17. Naćpana Nelly?! (+16 Warning)

324 19 55
                                    

Pov. Mark
Gdy tylko mój chłopak wyszedł, pokazałem Nelly, że może usiąść na fotelu nieopodal.

- A więc o co chodzi Nelly? -> spytałem, nieco zaniepokojony, że może chodzić o sprawy drużyny. Lecz po tym, co usłyszałem, chyba wolałbym by jednak chodziło o drużyne...
- Tęsknię za Tobą Mark.

Od razu ostrzegam, ten rozdział zawiera elementy prawie podchodzące pod gw@łt czy chociażby motywy dr@gów czy s3ksu, więc dla osób o słabych nerwach i nieodpowiednich wiekowo, radzę pominąć ten rozdział. Ponadto pisze to słuchając reversed piosenki z Hazbil Hotel (dla osób ciekawskich piosenka to Poison), więc ten rozdział może mieć tyle sensu ile matma dla osoby, która jej nie rozumie. Dziekuje za uwagę i współczuje czytania tego!

- W jakim sensie tęsknisz? Przecież widzimy się często na treningach i poza nimi całym zespołem.. -> spytałem, mając nadzieje, że nie chodziło jej w znaczeniu, w jakim o tym pomyślałem. Niestety następna odpowiedz dziewczyny, potwierdziła moje obawy...
- Tęsknię za Tobą jak za chłopakiem a nie jak za kumplem. -> mówiąc to, rozpięła swoją kremową koszule, przybliżając się nieznacznie do mnie. Niewiele myśląc, odepchnąłem Nelly od siebie, nieco przerażony jej zachowaniem.
- Nelly co Ty odwalasz! Przecież wiesz, że ja mam chłopaka!! -> krzyknąłem na dziewczyne. Nie znałem jej z tej strony... I nie chciałem jej takiej poznawać. Obawiałem się tego, do czego może się posunąć brunetka, która ewidentnie nie zachowywała się jak ona...
- Słońce, przecież wiem, że ukartowałeś ten związek z Axelem, by mnie odzyskać~ nie musisz się z tym tak chronić, chętnie do ciebie wrócę~ -> dodała, brzmiąc jakby była czymś odurzona. Postanowiłem spytać ją oto wprost.
- Nelly, brałaś coś?
- Nieeeee~ po prostu zdałam sobie sprawę, że nie możesz go kochać, przecież byłeś ze mną skarbie~ -> odpowiedziała, próbując do mnie przylgnąć swoim ciałem ale fakt, że trzymałem ją za ręce, jej to uniemożliwiał.

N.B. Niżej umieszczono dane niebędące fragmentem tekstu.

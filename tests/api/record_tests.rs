//! Plain record API tests: clients, vehicles, finances, ratings and reports

use axum::{
    body::Body,
    http::{Request, StatusCode},
};
use garage_manager::domain::Collection;
use serde_json::json;

use crate::common::{json_body, TestApp};

#[tokio::test]
async fn test_client_crud() {
    let app = TestApp::new().await;

    let response = app
        .post_json("/api/clients", json!({"name": "Ana Pérez", "phone": "3001234567", "vip": true}))
        .await;
    assert_eq!(response.status(), StatusCode::CREATED);
    let client = json_body(response).await;
    let id = client["id"].as_str().unwrap().to_string();
    assert_eq!(client["vip"], true);

    let fetched = json_body(app.get(&format!("/api/clients/{}", id)).await).await;
    assert_eq!(fetched["name"], "Ana Pérez");

    let response = app
        .put_json(&format!("/api/clients/{}", id), json!({"name": "Ana P.", "phone": "3001234567"}))
        .await;
    assert_eq!(response.status(), StatusCode::OK);
    assert_eq!(json_body(response).await["name"], "Ana P.");

    let response = app.delete(&format!("/api/clients/{}", id)).await;
    assert_eq!(response.status(), StatusCode::NO_CONTENT);
    assert_eq!(
        app.get(&format!("/api/clients/{}", id)).await.status(),
        StatusCode::NOT_FOUND
    );
}

#[tokio::test]
async fn test_create_client_requires_name_and_phone() {
    let app = TestApp::new().await;

    let response = app.post_json("/api/clients", json!({"email": "ana@example.com"})).await;

    assert_eq!(response.status(), StatusCode::BAD_REQUEST);
    let json = json_body(response).await;
    let fields: Vec<&str> = json["errors"]
        .as_array()
        .unwrap()
        .iter()
        .map(|e| e["field"].as_str().unwrap())
        .collect();
    assert!(fields.contains(&"name"));
    assert!(fields.contains(&"phone"));
}

#[tokio::test]
async fn test_malformed_json_is_bad_request() {
    let app = TestApp::new().await;

    let response = app
        .send(
            Request::builder()
                .method("POST")
                .uri("/api/clients")
                .header("Content-Type", "application/json")
                .body(Body::from("{\"name\": "))
                .unwrap(),
        )
        .await;

    assert_eq!(response.status(), StatusCode::BAD_REQUEST);
}

#[tokio::test]
async fn test_put_on_missing_vehicle_creates_it() {
    let app = TestApp::new().await;

    let response = app
        .put_json("/api/vehicles/v9", json!({"clientId": "c1", "plate": "XYZ987"}))
        .await;

    assert_eq!(response.status(), StatusCode::CREATED);
    assert_eq!(json_body(response).await["id"], "v9");
}

#[tokio::test]
async fn test_delete_unknown_record() {
    let app = TestApp::new().await;

    let response = app.delete("/api/vehicles/nope").await;

    assert_eq!(response.status(), StatusCode::NOT_FOUND);
}

#[tokio::test]
async fn test_client_vehicles_and_orders() {
    let app = TestApp::new().await;
    app.seed_order("9", "process");
    app.store.seed(
        Collection::Vehicles,
        vec![json!({"id": "v2", "clientId": "someone-else", "plate": "QQQ111"})],
    );

    let vehicles = json_body(app.get("/api/clients/c1/vehicles").await).await;
    assert_eq!(vehicles.as_array().unwrap().len(), 1);
    assert_eq!(vehicles[0]["plate"], "ABC123");

    let orders = json_body(app.get("/api/clients/c1/orders").await).await;
    assert_eq!(orders.as_array().unwrap().len(), 1);
    assert_eq!(orders[0]["id"], "9");
}

#[tokio::test]
async fn test_nested_listing_of_unknown_client() {
    let app = TestApp::new().await;

    let response = app.get("/api/clients/ghost/vehicles").await;

    assert_eq!(response.status(), StatusCode::NOT_FOUND);
}

#[tokio::test]
async fn test_rating_score_out_of_range() {
    let app = TestApp::new().await;

    let response = app
        .post_json("/api/ratings", json!({"orderId": "9", "score": 9}))
        .await;

    assert_eq!(response.status(), StatusCode::BAD_REQUEST);
}

#[tokio::test]
async fn test_report_summary() {
    let app = TestApp::new().await;
    app.post_json("/api/revenues", json!({"description": "Brake job", "amount": 154700}))
        .await;
    app.post_json("/api/revenues", json!({"description": "Oil change", "amount": 80000.5}))
        .await;
    app.post_json("/api/expenses", json!({"description": "Pads", "amount": 60000}))
        .await;
    app.post_json("/api/ratings", json!({"orderId": "1", "score": 5})).await;
    app.post_json("/api/ratings", json!({"orderId": "2", "score": 4})).await;
    app.store.seed(
        Collection::Orders,
        vec![
            json!({"id": "1", "clientId": "c1", "vehicleId": "v1", "state": "delivered"}),
            json!({"id": "2", "clientId": "c1", "vehicleId": "v1", "state": "process"}),
            json!({"id": "3", "clientId": "c1", "vehicleId": "v1", "state": "process"}),
        ],
    );

    let response = app.get("/api/reports/summary").await;

    assert_eq!(response.status(), StatusCode::OK);
    let summary = json_body(response).await;
    assert_eq!(summary["totalRevenue"].as_f64(), Some(234700.5));
    assert_eq!(summary["totalExpenses"].as_f64(), Some(60000.0));
    assert_eq!(summary["balance"].as_f64(), Some(174700.5));
    assert_eq!(summary["totalOrders"], 3);
    assert_eq!(summary["ordersByState"]["process"], 2);
    assert_eq!(summary["ordersByState"]["reception"], 0);
    assert_eq!(summary["averageRating"].as_f64(), Some(4.5));
    assert_eq!(summary["ratingsCount"], 2);
}

#[tokio::test]
async fn test_technician_reports_are_plain_records() {
    let app = TestApp::new().await;

    let response = app
        .post_json("/api/reports", json!({"orderId": "9", "description": "Replaced rotors"}))
        .await;
    assert_eq!(response.status(), StatusCode::CREATED);

    let reports = json_body(app.get("/api/reports?orderId=9").await).await;
    assert_eq!(reports.as_array().unwrap().len(), 1);
}

#[tokio::test]
async fn test_state_history_collection_is_exposed() {
    let app = TestApp::new().await;
    app.seed_order("9", "reception");
    app.patch_json("/api/orders/9/state", json!({"state": "quotation"}))
        .await;

    let entries = json_body(app.get("/api/state-history?orderId=9").await).await;

    assert_eq!(entries.as_array().unwrap().len(), 1);
    assert_eq!(entries[0]["state"], "quotation");
}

Czułem, że nie do końca mówi prawde odnośnie tego czy coś zażywała czy nie ale nie miałem dowodów na potwierdzenie swoich przypuszczeń, więc nie drążyłem dalej tego tematu... Przynajmniej narazie. W tym momencie moim priorytetem było skupienie się na tym by nie zrobiła czegoś czego będziemy oboje żałować.. No może ona trochę później, zważając na jej podniecenie, nawet samym faktem, że ze mną rozmawia.

- Nelly, ja go naprawdę kocham- -> odparłem, mając nadzieje, że dziewczyna się opamięta i nie będzie już próbować... Cokolwiek właśnie robiła by zwrócić moją uwage na siebie.
- Jesteś słodki jak bronisz swojego alibi, to takie słodkie~ -> odparła dziewczyna, ruszając biodrami w sugestywny sposób.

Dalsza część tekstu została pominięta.